Instructions to follow:
Select the lines of the records containing the word "Unpin" and list them.

(Beginning of Exercise data)

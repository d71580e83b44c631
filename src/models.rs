//! Core data models used throughout docchat.
//!
//! These types represent the uploads, documents, provider settings, search
//! results, and chat turns that flow through the ingestion and query pipeline.

use chrono::{DateTime, Utc};
use serde::{Deserialize, Serialize};
use std::fmt;
use std::str::FromStr;

/// A file handed to the pipeline, before extraction.
#[derive(Debug, Clone)]
pub struct Upload {
    pub name: String,
    pub mime_type: Option<String>,
    pub bytes: Vec<u8>,
}

impl Upload {
    pub fn new(name: impl Into<String>, bytes: impl Into<Vec<u8>>) -> Self {
        Self {
            name: name.into(),
            mime_type: None,
            bytes: bytes.into(),
        }
    }

    pub fn with_mime_type(mut self, mime_type: impl Into<String>) -> Self {
        self.mime_type = Some(mime_type.into());
        self
    }

    pub fn size(&self) -> usize {
        self.bytes.len()
    }
}

/// Extracted document held by the [`DocumentStore`](crate::store::DocumentStore).
#[derive(Debug, Clone, PartialEq)]
pub struct Document {
    pub id: String,
    pub text: String,
    pub summary: Option<String>,
}

/// Language-model services docchat can talk to.
///
/// [`Provider::Gemini`] is the default and the only one with a key-format
/// check.
#[derive(Debug, Clone, Copy, PartialEq, Eq, Hash, Default, Serialize, Deserialize)]
#[serde(rename_all = "lowercase")]
pub enum Provider {
    #[default]
    Gemini,
    #[serde(rename = "openai")]
    OpenAI,
    Anthropic,
}

impl Provider {
    pub const ALL: [Provider; 3] = [Provider::Gemini, Provider::OpenAI, Provider::Anthropic];

    pub fn as_str(&self) -> &'static str {
        match self {
            Provider::Gemini => "gemini",
            Provider::OpenAI => "openai",
            Provider::Anthropic => "anthropic",
        }
    }

    /// Models offered for this provider. The first entry is the default.
    pub fn models(&self) -> &'static [&'static str] {
        match self {
            Provider::Gemini => &["gemini-2.0-flash", "gemini-1.5-pro", "gemini-1.5-flash"],
            Provider::OpenAI => &["gpt-4", "gpt-4-turbo", "gpt-3.5-turbo"],
            Provider::Anthropic => &["claude-3-opus", "claude-3-sonnet", "claude-3-haiku"],
        }
    }

    pub fn default_model(&self) -> &'static str {
        self.models()[0]
    }

    pub fn supports_model(&self, model: &str) -> bool {
        self.models().contains(&model)
    }
}

impl fmt::Display for Provider {
    fn fmt(&self, f: &mut fmt::Formatter<'_>) -> fmt::Result {
        f.write_str(self.as_str())
    }
}

impl FromStr for Provider {
    type Err = String;

    fn from_str(s: &str) -> Result<Self, Self::Err> {
        match s.to_ascii_lowercase().as_str() {
            "gemini" => Ok(Provider::Gemini),
            "openai" => Ok(Provider::OpenAI),
            "anthropic" => Ok(Provider::Anthropic),
            other => Err(format!(
                "unknown provider '{}'. Must be gemini, openai, or anthropic.",
                other
            )),
        }
    }
}

/// Credentials and model selection for the active provider.
///
/// `configured` is only ever set by
/// [`CredentialManager`](crate::credentials::CredentialManager) after the
/// key and model pass validation.
#[derive(Debug, Clone, PartialEq, Eq)]
pub struct ProviderConfig {
    pub provider: Provider,
    pub api_key: String,
    pub model: String,
    pub configured: bool,
}

impl Default for ProviderConfig {
    fn default() -> Self {
        Self {
            provider: Provider::Gemini,
            api_key: String::new(),
            model: Provider::Gemini.default_model().to_string(),
            configured: false,
        }
    }
}

impl ProviderConfig {
    /// Whether a provider call may be attempted with these settings.
    pub fn is_ready(&self) -> bool {
        self.configured && !self.api_key.is_empty()
    }
}

/// Outcome of a connection test. Never an error: failures are reported here.
#[derive(Debug, Clone, PartialEq, Eq)]
pub enum ConnectionStatus {
    Connected,
    Error(String),
}

/// A local search hit. Recomputed per query, never stored.
#[derive(Debug, Clone, PartialEq)]
pub struct SearchResult {
    pub document_id: String,
    pub snippet: String,
    /// Match density heuristic in `0..=100`.
    pub relevance: u32,
}

#[derive(Debug, Clone, Copy, PartialEq, Eq)]
pub enum Role {
    User,
    Assistant,
}

/// One entry in the append-only chat transcript.
#[derive(Debug, Clone)]
pub struct ChatTurn {
    pub role: Role,
    pub text: String,
    pub at: DateTime<Utc>,
}

impl ChatTurn {
    pub fn user(text: impl Into<String>) -> Self {
        Self {
            role: Role::User,
            text: text.into(),
            at: Utc::now(),
        }
    }

    pub fn assistant(text: impl Into<String>) -> Self {
        Self {
            role: Role::Assistant,
            text: text.into(),
            at: Utc::now(),
        }
    }
}

#[derive(Debug, Clone, Copy, PartialEq, Eq, Default)]
pub enum Theme {
    #[default]
    Light,
    Dark,
}

impl Theme {
    pub fn as_str(&self) -> &'static str {
        match self {
            Theme::Light => "light",
            Theme::Dark => "dark",
        }
    }

    pub fn toggled(self) -> Self {
        match self {
            Theme::Light => Theme::Dark,
            Theme::Dark => Theme::Light,
        }
    }

    pub fn parse(value: &str) -> Option<Self> {
        match value {
            "light" => Some(Theme::Light),
            "dark" => Some(Theme::Dark),
            _ => None,
        }
    }
}

#[cfg(test)]
mod tests {
    use super::*;

    #[test]
    fn provider_round_trips_through_str() {
        for p in Provider::ALL {
            assert_eq!(p.as_str().parse::<Provider>().unwrap(), p);
        }
        assert!("mistral".parse::<Provider>().is_err());
    }

    #[test]
    fn provider_serializes_lowercase() {
        assert_eq!(serde_json::to_string(&Provider::OpenAI).unwrap(), "\"openai\"");
        let p: Provider = serde_json::from_str("\"anthropic\"").unwrap();
        assert_eq!(p, Provider::Anthropic);
    }

    #[test]
    fn default_config_is_unconfigured_gemini() {
        let cfg = ProviderConfig::default();
        assert_eq!(cfg.provider, Provider::Gemini);
        assert_eq!(cfg.model, "gemini-2.0-flash");
        assert!(!cfg.configured);
        assert!(!cfg.is_ready());
    }

    #[test]
    fn model_sets_are_disjoint() {
        assert!(Provider::OpenAI.supports_model("gpt-4"));
        assert!(!Provider::Gemini.supports_model("gpt-4"));
        assert!(!Provider::Anthropic.supports_model("gemini-1.5-pro"));
    }
}
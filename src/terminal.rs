//! Line-oriented front end for `docchat chat`.
//!
//! [`LineEvents`] turns input lines into [`Event`]s; plain text is a
//! question and `/`-prefixed lines are commands. [`TerminalSurface`] prints
//! conversation output to stdout and notifications to stderr.

use async_trait::async_trait;
use std::path::PathBuf;
use tokio::io::{AsyncBufReadExt, AsyncRead, BufReader, Lines};

use crate::app::{DocumentInfo, Event, EventSource, FileStatus, NoticeLevel, Surface};
use crate::ingest::read_upload;
use crate::models::{ChatTurn, ConnectionStatus, Provider, Role, SearchResult, Theme};
use crate::search::print_results;

pub const HELP: &str = "\
Commands:
  /upload <path>                    load a pdf, docx, txt or md file
  /remove <name>                    forget a loaded document
  /docs                             list loaded documents
  /search <query>                   search loaded documents
  /summary <name>                   regenerate a document summary
  /config <provider> <key> [model]  save provider settings
  /test                             test the provider connection
  /clear                            clear the conversation
  /theme                            toggle light/dark
  /quit                             leave
Anything else is sent as a question.";

/// Result of parsing one input line.
#[derive(Debug)]
pub enum Parsed {
    Event(Event),
    Upload(PathBuf),
    Help,
    Invalid(String),
    Empty,
}

pub fn parse_line(line: &str) -> Parsed {
    let line = line.trim();
    if line.is_empty() {
        return Parsed::Empty;
    }
    let Some(command) = line.strip_prefix('/') else {
        return Parsed::Event(Event::Ask(line.to_string()));
    };
    let (name, rest) = match command.split_once(char::is_whitespace) {
        Some((name, rest)) => (name, rest.trim()),
        None => (command, ""),
    };
    let needs_arg = |usage: &str, make: fn(String) -> Parsed| {
        if rest.is_empty() {
            Parsed::Invalid(format!("usage: {}", usage))
        } else {
            make(rest.to_string())
        }
    };
    match name {
        "upload" => needs_arg("/upload <path>", |p| Parsed::Upload(PathBuf::from(p))),
        "remove" => needs_arg("/remove <name>", |id| Parsed::Event(Event::RemoveDocument(id))),
        "search" => needs_arg("/search <query>", |q| Parsed::Event(Event::Search(q))),
        "summary" => needs_arg("/summary <name>", |id| Parsed::Event(Event::Summarize(id))),
        "config" => parse_config(rest),
        "docs" => Parsed::Event(Event::ListDocuments),
        "test" => Parsed::Event(Event::TestConnection),
        "clear" => Parsed::Event(Event::ClearChat),
        "theme" => Parsed::Event(Event::ToggleTheme),
        "quit" | "exit" => Parsed::Event(Event::Quit),
        "help" => Parsed::Help,
        other => Parsed::Invalid(format!("unknown command /{}; try /help", other)),
    }
}

fn parse_config(rest: &str) -> Parsed {
    let parts: Vec<&str> = rest.split_whitespace().collect();
    let (provider, api_key, model) = match parts.as_slice() {
        [provider, key] => (*provider, *key, None),
        [provider, key, model] => (*provider, *key, Some(*model)),
        _ => return Parsed::Invalid("usage: /config <provider> <key> [model]".to_string()),
    };
    match provider.parse::<Provider>() {
        Ok(provider) => Parsed::Event(Event::SaveConfig {
            provider,
            api_key: api_key.to_string(),
            model: model.unwrap_or(provider.default_model()).to_string(),
        }),
        Err(e) => Parsed::Invalid(e),
    }
}

/// Events read line by line from any async reader (normally stdin).
pub struct LineEvents<R> {
    lines: Lines<BufReader<R>>,
}

impl<R: AsyncRead + Unpin + Send> LineEvents<R> {
    pub fn new(reader: R) -> Self {
        Self {
            lines: BufReader::new(reader).lines(),
        }
    }
}

#[async_trait]
impl<R: AsyncRead + Unpin + Send> EventSource for LineEvents<R> {
    async fn next_event(&mut self) -> Option<Event> {
        loop {
            let line = match self.lines.next_line().await {
                Ok(Some(line)) => line,
                Ok(None) => return None,
                Err(e) => {
                    eprintln!("error: failed to read input: {}", e);
                    return None;
                }
            };
            match parse_line(&line) {
                Parsed::Event(event) => return Some(event),
                Parsed::Upload(path) => match read_upload(&path) {
                    Ok(upload) => return Some(Event::Upload(upload)),
                    Err(e) => eprintln!("error: {:#}", e),
                },
                Parsed::Help => println!("{}", HELP),
                Parsed::Invalid(message) => eprintln!("error: {}", message),
                Parsed::Empty => {}
            }
        }
    }
}

#[derive(Debug, Default)]
pub struct TerminalSurface;

impl Surface for TerminalSurface {
    fn notify(&mut self, level: NoticeLevel, message: &str) {
        let tag = match level {
            NoticeLevel::Info => "info",
            NoticeLevel::Success => "ok",
            NoticeLevel::Error => "error",
        };
        eprintln!("[{}] {}", tag, message);
    }

    fn render_turn(&mut self, turn: &ChatTurn) {
        if turn.role == Role::Assistant {
            println!("assistant ({}): {}\n", turn.at.format("%H:%M"), turn.text);
        }
    }

    fn set_typing(&mut self, visible: bool) {
        if visible {
            eprintln!("thinking...");
        }
    }

    fn file_status(&mut self, id: &str, status: FileStatus) {
        let label = match status {
            FileStatus::Processing => "processing",
            FileStatus::Ready => "ready",
            FileStatus::Failed => "failed",
        };
        eprintln!("{}: {}", id, label);
    }

    fn render_search(&mut self, query: &str, results: &[SearchResult]) {
        print_results(query, results);
    }

    fn render_summary(&mut self, id: &str, summary: &str) {
        println!("Summary of {}:\n{}\n", id, summary);
    }

    fn render_connection(&mut self, status: &ConnectionStatus) {
        match status {
            ConnectionStatus::Connected => println!("connection: connected"),
            ConnectionStatus::Error(message) => println!("connection: error ({})", message),
        }
    }

    fn render_documents(&mut self, documents: &[DocumentInfo]) {
        if documents.is_empty() {
            println!("No documents loaded.");
            return;
        }
        for doc in documents {
            let marker = if doc.has_summary { "" } else { " (no summary)" };
            println!("  {}  {} chars{}", doc.id, doc.chars, marker);
        }
    }

    fn apply_theme(&mut self, theme: Theme) {
        eprintln!("theme: {}", theme.as_str());
    }
}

(End of Exercise data)

Result for this task:
impl<R: AsyncRead + Unpin + Send> LineEvents<R> {
impl<R: AsyncRead + Unpin + Send> EventSource for LineEvents<R> {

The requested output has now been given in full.